Fed rate cut brings relief to Kenya’s heavy debt load

By , September 18, 2025

The United States Federal Reserve has cut its main interest rate by 0.25 percentage points, lowering it to between 4.00 per cent and 4.25 per cent. The decision on September 17, 2025, is the first reduction since December last year and follows signs of a cooling labour market in America.

The cut was widely expected, with most economists betting on a quarter-point reduction. Federal Reserve Chairman Jerome Powell said the job market is “really cooling off”, pointing to fewer hires, a higher unemployment rate, and uncertainty caused by tariffs and immigration policies. Inflation has also edged up but remains under control. Powell stressed that the Fed remains cautious, leaving room for further cuts if risks to jobs or price stability rise.

What the cut means for Kenya

For Kenya, the Fed’s move eases pressure on loans tied to the Secured Overnight Financing Rate (SOFR). Nearly Ksh1 trillion in debt, mostly from the Standard Gauge Railway (SGR) project and syndicated borrowing, is pegged to US dollar rates.

A lower SOFR means smaller interest payments. Analysts say Kenya could see some interest savings in the coming months on SOFR-linked loans, though the exact amount depends on currency and rate movements. The government faces large repayments, including Sh129 billion due twice a year for the SGR loan and more than Ksh80 billion in September and October for syndicated debts.

The stronger shilling, now at Ksh129 to the dollar, adds to the relief by reducing the local currency cost of repayments.

National Treasury CS John Mbadi during their meeting with a US delegation led by Chargé d'Affaires Susan Burns at the National Treasury in Nairobi on Wednesday, August 27, 2025. PHOTO/@MOH_Kenya/X
National Treasury CS John Mbadi during their meeting with a US delegation led by Chargé d’Affaires Susan Burns at the National Treasury in Nairobi on Wednesday, August 27, 2025. PHOTO/@MOH_Kenya/X

Kenya’s debt challenge

Kenya’s debt load is heavy. In the 2025/26 financial year, repayments are expected to take up more than 44 per cent of the Ksh4.29 trillion budget.

The SGR project, funded by a Ksh656 billion loan from China, remains the most visible example. Interest is tied to floating US rates, which have been higher in recent years, raising repayment costs. Syndicated loans, carrying interest rates as high as 14 per cent, are another burden. Treasury Cabinet Secretary John Mbadi has described them as one of the costliest drains on public finances.

Alongside the Fed cut, Kenya is negotiating with China to shift the SGR loan from dollars to yuan. Treasury officials say such a move could halve interest costs, saving more than Ksh50 billion a year.
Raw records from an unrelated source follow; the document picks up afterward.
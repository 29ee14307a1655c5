//! Enumerated process-wide tunables.
//!
//! Every knob the core honors is a named field here — no open-ended config
//! dictionaries cross any boundary. All durations are milliseconds.

use serde::{Deserialize, Serialize};

/// Tunables for segmentation, pipeline timeouts, queues, and session bounds.
#[derive(Debug, Clone, Serialize, Deserialize)]
#[serde(default)]
pub struct CallSettings {
    /// RMS energy threshold for the voice classifier (int16 sample scale).
    pub rms_threshold: f32,

    /// Trailing silence that finalizes an utterance.
    pub silence_threshold_ms: u64,

    /// Hard cap on utterance length; reaching it forces finalization and a
    /// new utterance starts immediately.
    pub max_utterance_ms: u64,

    /// Minimum accumulated voice before `idle → speaking`.
    pub min_speech_ms: u64,

    /// Sliding-window length the classifier computes energy over.
    pub vad_window_ms: u64,

    /// Wall-clock bound on STT finalization.
    pub stt_final_timeout_ms: u64,

    /// Wall-clock bound on one translation call.
    pub translate_timeout_ms: u64,

    /// Wall-clock bound on one synthesis call.
    pub synthesize_timeout_ms: u64,

    /// Per-speaker inbound queue bound, in frames (~100 ms each).
    pub inbound_queue_frames: usize,

    /// Per-listener outbound queue bound, in messages.
    pub outbound_queue_messages: usize,

    /// TTS cache capacity, in entries.
    pub tts_cache_capacity: usize,

    /// Maximum participants per session (hard-capped at 4).
    pub max_participants: usize,

    /// Maximum concurrent sessions this process will host.
    pub max_sessions: usize,

    /// How long delivered (speaker, seq) pairs are remembered to suppress
    /// duplicate deliveries.
    pub dedup_ttl_ms: u64,

    /// Rolling finalized-utterance window kept per speaker as optional
    /// translation context.
    pub context_utterances: usize,

    /// Grace period for best-effort `call_ended` delivery during teardown.
    pub teardown_grace_ms: u64,
}

impl Default for CallSettings {
    fn default() -> Self {
        Self {
            rms_threshold: 300.0,
            silence_threshold_ms: 400,
            max_utterance_ms: 5000,
            min_speech_ms: 100,
            vad_window_ms: 400,
            stt_final_timeout_ms: 10_000,
            translate_timeout_ms: 3000,
            synthesize_timeout_ms: 5000,
            inbound_queue_frames: 32,
            outbound_queue_messages: 64,
            tts_cache_capacity: 256,
            max_participants: 4,
            max_sessions: 256,
            dedup_ttl_ms: 30_000,
            context_utterances: 10,
            teardown_grace_ms: 1000,
        }
    }
}

impl CallSettings {
    /// Classifier window length in samples at the wire sample rate.
    #[must_use]
    pub const fn vad_window_samples(&self) -> usize {
        (self.vad_window_ms as usize) * (crate::protocol::SAMPLE_RATE_HZ as usize) / 1000
    }
}

#[cfg(test)]
mod tests {
    use super::*;

    #[test]
    fn defaults_match_documented_values() {
        let s = CallSettings::default();
        assert!((s.rms_threshold - 300.0).abs() < f32::EPSILON);
        assert_eq!(s.silence_threshold_ms, 400);
        assert_eq!(s.max_utterance_ms, 5000);
        assert_eq!(s.tts_cache_capacity, 256);
        assert_eq!(s.max_participants, 4);
    }

    #[test]
    fn window_samples_at_16khz() {
        let s = CallSettings::default();
        // 400 ms at 16 kHz
        assert_eq!(s.vad_window_samples(), 6400);
    }

    #[test]
    fn partial_json_fills_in_defaults() {
        let s: CallSettings = serde_json::from_str(r#"{"silence_threshold_ms": 250}"#).unwrap();
        assert_eq!(s.silence_threshold_ms, 250);
        assert_eq!(s.max_utterance_ms, 5000);
    }
}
A yuan loan would carry a fixed rate of about 3 per cent, compared with the current SOFR-linked terms above 6 per cent. Analysts, however, warn that this could bring new currency risks, as Kenya does not hold large reserves of yuan.

Politics in Washington

The Fed’s decision also comes against a backdrop of political pressure in the United States. President Donald Trump has repeatedly criticised Powell, mocking him as “too late Powell” for not cutting rates earlier.

US President Donald Trump during a past rally. PHOTO/https://www.facebook.com/DonaldTrump
US President Donald Trump during a past rally. PHOTO/https://www.facebook.com/DonaldTrump

Trump’s administration also tried to remove Fed Governor Lisa Cook, appointed by former President Joe Biden, but a court blocked the move. Meanwhile, Trump ally Stephen Miran recently joined the Fed’s board and pushed for a bigger cut of 0.5 per cent.

Powell said there was little support for such a sharp move, defending the quarter-point reduction as the right step for now. He also insisted that the Fed would remain independent despite political attacks.

Outlook for Kenya

For now, Kenya stands to gain from the Fed’s move. Lower repayments on dollar loans will free up funds for development projects and ease strain on the national budget. If the Central Bank of Kenya follows with its own cut to local rates, businesses could also benefit from cheaper borrowing.

But the challenges remain. Kenya’s debt-to-GDP ratio has reached 70 per cent, its highest in two decades. And if global inflation picks up again, the Fed could be forced to raise rates in the future, undoing some of today’s relief.